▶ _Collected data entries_

——————————

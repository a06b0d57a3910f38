/// Error types for the gallery
///
/// Everything that can fail while loading collections, fetching images
/// or saving downloads ends up as a `GalleryError`.
use thiserror::Error;

#[derive(Debug, Error)]
pub enum GalleryError {
    #[error("I/O error: {0}")]
    Io(#[from] std::io::Error),

    #[error("invalid JSON: {0}")]
    Json(#[from] serde_json::Error),

    #[error("network error: {0}")]
    Http(#[from] reqwest::Error),

    #[error("image error: {0}")]
    Image(#[from] image::ImageError),

    #[error("HTTP error! status: {status} ({url})")]
    HttpStatus { url: String, status: u16 },

    #[error("duplicate collection name: {0}")]
    DuplicateCollection(String),

    #[error("no collections found in {0}")]
    EmptySource(String),

    #[error("no URL provided for download")]
    EmptyUrl,

    #[error("could not determine a download directory")]
    NoDownloadDir,

    #[error("background task failed: {0}")]
    Join(#[from] tokio::task::JoinError),
}

pub type Result<T> = std::result::Result<T, GalleryError>;
/// Main application state
struct EventGallery {
    settings: Settings,
    client: Client,
    /// Where collections are loaded from (None until a source is given)
    origin: Option<Origin>,
    /// Session state, created once the first load succeeds
    session: Option<GallerySession>,
    /// Decoded images shared by grid and lightbox
    cache: ImageCache,
    /// Photo reference to open once collections arrive
    pending_route: Option<Route>,
    /// Tab requested on the command line
    initial_tab: Option<String>,
    /// Last grid scroll position per tab
    scroll_offsets: HashMap<String, f32>,
    scroll: ScrollMetrics,
    window_size: Size,
    /// Status message to display to the user
    status: String,
}

/// Application messages (events)
#[derive(Debug, Clone)]
pub enum Message {
    /// Background load of the collections finished
    CollectionsLoaded(Result<Collections, String>),
    /// User asked to fetch the collections again
    Reload,
    SelectTab(String),
    /// Pointer entered a tab button
    TabHovered(String),
    GridScrolled(ScrollMetrics),
    /// "Load more" pressed on the sentinel rendered after this many photos
    LoadMore(usize),
    /// Observe the new sentinel after a reveal
    Rearm,
    /// An image fetch finished (None when it failed)
    ImageFetched(String, Option<FetchedImage>),
    OpenPhoto(usize),
    Step(Step),
    CloseLightbox,
    Download,
    DownloadFinished(Result<PathBuf, String>),
    /// The download failure alert was dismissed
    AlertClosed,
    /// Wheel over the lightbox, swallowed so the grid stays put
    OverlayScrolled,
    WindowResized(Size),
}

impl EventGallery {
    /// Create a new instance of the application
    fn new(cli: Cli) -> (Self, Task<Message>) {
        let (settings, mut status) = match Settings::load(cli.config.as_deref()) {
            Ok(settings) => (settings.with_cli(&cli), String::new()),
            Err(e) => {
                log::error!("❌ Could not read settings: {}", e);
                (Settings::default().with_cli(&cli), format!("Settings ignored: {e}"))
            }
        };

        let origin = settings.source.as_deref().map(Origin::parse);
        let pending_route = cli.link.as_deref().and_then(|link| link.parse().ok());

        let mut gallery = EventGallery {
            client: fetch::client(),
            origin,
            session: None,
            cache: ImageCache::new(),
            pending_route,
            initial_tab: cli.tab.clone(),
            scroll_offsets: HashMap::new(),
            scroll: ScrollMetrics::default(),
            window_size: Size::new(1280.0, 900.0),
            status: String::new(),
            settings,
        };

        let task = match &gallery.origin {
            Some(origin) => {
                status = format!("Loading {origin}...");
                gallery.load_task()
            }
            None => {
                if status.is_empty() {
                    status = "No photo source. Pass a manifest file, manifest URL or folder.".to_string();
                }
                Task::none()
            }
        };
        gallery.status = status;

        (gallery, task)
    }

    /// Handle application messages and update state
    fn update(&mut self, message: Message) -> Task<Message> {
        match message {
            Message::CollectionsLoaded(Ok(collections)) => {
                let summary = format!(
                    "{} photos in {} tabs",
                    collections.total_images(),
                    collections.len()
                );
                // handles from the previous load are keyed by URLs that may be gone
                self.cache.clear();
                let requests = match self.session.as_mut() {
                    Some(session) => session.replace_collections(collections),
                    None => {
                        let mut session = GallerySession::new(collections, &self.settings);
                        let first = self
                            .initial_tab
                            .take()
                            .filter(|tab| session.collections().get(tab).is_some())
                            .or_else(|| session.collections().first_name().map(str::to_string));
                        let requests = match first {
                            Some(tab) => session.activate(&tab),
                            None => Vec::new(),
                        };
                        self.session = Some(session);
                        requests
                    }
                };
                self.scroll_offsets.clear();
                self.status = summary;

                if let (Some(route), Some(session)) = (self.pending_route.take(), self.session.as_mut()) {
                    session.navigate(route);
                }

                Task::batch([
                    self.prefetch(requests),
                    self.load_visible(),
                    self.load_lightbox(),
                    scrollable::scroll_to(ui::grid::grid_id(), AbsoluteOffset { x: 0.0, y: 0.0 }),
                    self.rearm_later(),
                ])
            }
            Message::CollectionsLoaded(Err(e)) => {
                log::error!("❌ Failed to load collections: {}", e);
                self.status = format!("Failed to load photos: {e}");
                Task::none()
            }
            Message::Reload => {
                if self.origin.is_none() {
                    return Task::none();
                }
                self.status = "Reloading...".to_string();
                self.load_task()
            }
            Message::SelectTab(name) => {
                let Some(session) = self.session.as_mut() else {
                    return Task::none();
                };
                if let Some(previous) = session.active() {
                    self.scroll_offsets.insert(previous.to_string(), self.scroll.offset_y);
                }
                let requests = session.activate(&name);
                let offset = self.scroll_offsets.get(&name).copied().unwrap_or(0.0);

                Task::batch([
                    self.prefetch(requests),
                    self.load_visible(),
                    scrollable::scroll_to(ui::grid::grid_id(), AbsoluteOffset { x: 0.0, y: offset }),
                    self.rearm_later(),
                ])
            }
            Message::TabHovered(name) => {
                let requests = match self.session.as_mut() {
                    Some(session) => session.hover(&name),
                    None => Vec::new(),
                };
                self.prefetch(requests)
            }
            Message::GridScrolled(metrics) => {
                self.scroll = metrics;
                let revealed = self
                    .session
                    .as_mut()
                    .is_some_and(|session| session.on_scroll(&metrics));
                if revealed {
                    Task::batch([self.load_visible(), self.rearm_later()])
                } else {
                    Task::none()
                }
            }
            Message::LoadMore(index) => {
                let revealed = self
                    .session
                    .as_mut()
                    .is_some_and(|session| session.reveal_after(index));
                if revealed {
                    Task::batch([self.load_visible(), self.rearm_later()])
                } else {
                    Task::none()
                }
            }
            Message::Rearm => {
                let scroll = self.scroll;
                let revealed = self
                    .session
                    .as_mut()
                    .is_some_and(|session| session.rearm_and_check(&scroll));
                if revealed {
                    Task::batch([self.load_visible(), self.rearm_later()])
                } else {
                    Task::none()
                }
            }
            Message::ImageFetched(url, Some(image)) => {
                self.cache.insert(url, image.bytes, image.width, image.height);
                Task::none()
            }
            Message::ImageFetched(url, None) => {
                self.cache.fail(&url);
                Task::none()
            }
            Message::OpenPhoto(position) => {
                if let Some(session) = self.session.as_mut() {
                    session.open_photo(position);
                }
                self.load_lightbox()
            }
            Message::Step(step) => {
                if let Some(session) = self.session.as_mut() {
                    session.step(step);
                }
                self.load_lightbox()
            }
            Message::CloseLightbox => {
                let Some(last) = self.session.as_mut().and_then(GallerySession::close_lightbox) else {
                    return Task::none();
                };
                Task::batch([self.load_visible(), self.scroll_into_view(last), self.rearm_later()])
            }
            Message::Download => {
                let Some(record) = self.session.as_ref().and_then(GallerySession::current_photo) else {
                    return Task::none();
                };
                let url = if record.source_url.is_empty() {
                    record.display_url.clone()
                } else {
                    record.source_url.clone()
                };
                let dir = match self.settings.download_dir.clone() {
                    Some(dir) => dir,
                    None => match net::download::default_download_dir() {
                        Ok(dir) => dir,
                        Err(e) => return Task::done(Message::DownloadFinished(Err(e.to_string()))),
                    },
                };

                self.status = "Downloading...".to_string();
                Task::perform(
                    net::download::download(self.client.clone(), url, None, dir),
                    |result| Message::DownloadFinished(result.map_err(|e| e.to_string())),
                )
            }
            Message::DownloadFinished(Ok(path)) => {
                self.status = format!("Saved {}", path.display());
                Task::none()
            }
            Message::DownloadFinished(Err(e)) => {
                log::error!("❌ Error downloading photo: {}", e);
                self.status = "Download failed".to_string();
                let alert = rfd::AsyncMessageDialog::new()
                    .set_level(rfd::MessageLevel::Error)
                    .set_title("Download failed")
                    .set_description("Failed to download photo. Please try again.")
                    .set_buttons(rfd::MessageButtons::Ok)
                    .show();
                Task::perform(alert, |_| Message::AlertClosed)
            }
            Message::AlertClosed | Message::OverlayScrolled => Task::none(),
            Message::WindowResized(size) => {
                self.window_size = size;
                Task::none()
            }
        }
    }

    /// Build the user interface
    fn view(&self) -> Element<Message> {
        let Some(session) = &self.session else {
            return container(text(self.status.as_str()).size(16))
                .center_x(Length::Fill)
                .center_y(Length::Fill)
                .into();
        };

        let grid = ui::grid::view(
            session,
            &self.cache,
            &self.settings.title,
            &self.status,
            self.window_size.width,
        );

        match ui::lightbox::view(session, &self.cache) {
            Some(overlay) => Stack::new()
                .push(grid)
                .push(overlay)
                .width(Length::Fill)
                .height(Length::Fill)
                .into(),
            None => grid,
        }
    }

    fn subscription(&self) -> Subscription<Message> {
        let resize = window::resize_events().map(|(_id, size)| Message::WindowResized(size));

        let lightbox_open = self
            .session
            .as_ref()
            .is_some_and(|session| session.lightbox().is_open());
        if lightbox_open {
            Subscription::batch([resize, keyboard::on_key_press(lightbox_key)])
        } else {
            resize
        }
    }

    /// Set the application theme
    fn theme(&self) -> Theme {
        Theme::Dark
    }

    fn title(&self) -> String {
        match self.session.as_ref().and_then(GallerySession::active) {
            Some(tab) => format!("{} · {}", self.settings.title, tab),
            None => self.settings.title.clone(),
        }
    }

    fn load_task(&self) -> Task<Message> {
        let Some(origin) = self.origin.clone() else {
            return Task::none();
        };
        Task::perform(source::load(self.client.clone(), origin), |result| {
            Message::CollectionsLoaded(result.map_err(|e| e.to_string()))
        })
    }

    /// Fire-and-forget fetches for prefetch requests
    fn prefetch(&mut self, requests: Vec<PrefetchRequest>) -> Task<Message> {
        let urls: Vec<String> = requests.into_iter().map(|request| request.url).collect();
        self.fetch_all(urls)
    }

    /// Fetch every rendered photo of the active tab that isn't cached yet
    fn load_visible(&mut self) -> Task<Message> {
        let urls: Vec<String> = match &self.session {
            Some(session) => session
                .visible_images()
                .iter()
                .map(|record| record.display_url.clone())
                .collect(),
            None => Vec::new(),
        };
        self.fetch_all(urls)
    }

    /// Fetch the lightbox photo and its two neighbours
    fn load_lightbox(&mut self) -> Task<Message> {
        let urls: Vec<String> = match &self.session {
            Some(session) => match session.lightbox().position() {
                Some(position) => {
                    let images = session.active_images();
                    let start = position.saturating_sub(1);
                    let end = (position + 2).min(images.len());
                    images[start..end].iter().map(|record| record.display_url.clone()).collect()
                }
                None => Vec::new(),
            },
            None => Vec::new(),
        };
        self.fetch_all(urls)
    }

    fn fetch_all(&mut self, urls: Vec<String>) -> Task<Message> {
        let tasks: Vec<Task<Message>> = urls
            .into_iter()
            .filter(|url| self.cache.begin(url))
            .map(|url| fetch_task(self.client.clone(), url))
            .collect();
        Task::batch(tasks)
    }

    fn rearm_later(&self) -> Task<Message> {
        let delay = Duration::from_millis(self.settings.rearm_delay_ms);
        Task::perform(tokio::time::sleep(delay), |_| Message::Rearm)
    }

    /// Scroll the grid so the photo at `position` sits in the middle
    fn scroll_into_view(&self, position: usize) -> Task<Message> {
        let Some(session) = &self.session else {
            return Task::none();
        };
        let width = self.window_size.width;
        let columns = column_count(width);
        let Some(top) = session.estimated_top(columns, position) else {
            return Task::none();
        };

        let tile_width = ui::grid::column_width(width, columns);
        let y = ui::grid::PADDING + ui::grid::HEADER_HEIGHT + ui::grid::SPACING + top * tile_width;
        let centered = (y - self.scroll.viewport_height / 2.0).max(0.0);
        scrollable::scroll_to(ui::grid::grid_id(), AbsoluteOffset { x: 0.0, y: centered })
    }
}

——————————

▶ _Activity_
Would you copy out every line in the records that includes the string "LoadMore"?

▶ _Response for this exercise_
    LoadMore(usize),
            Message::LoadMore(index) => {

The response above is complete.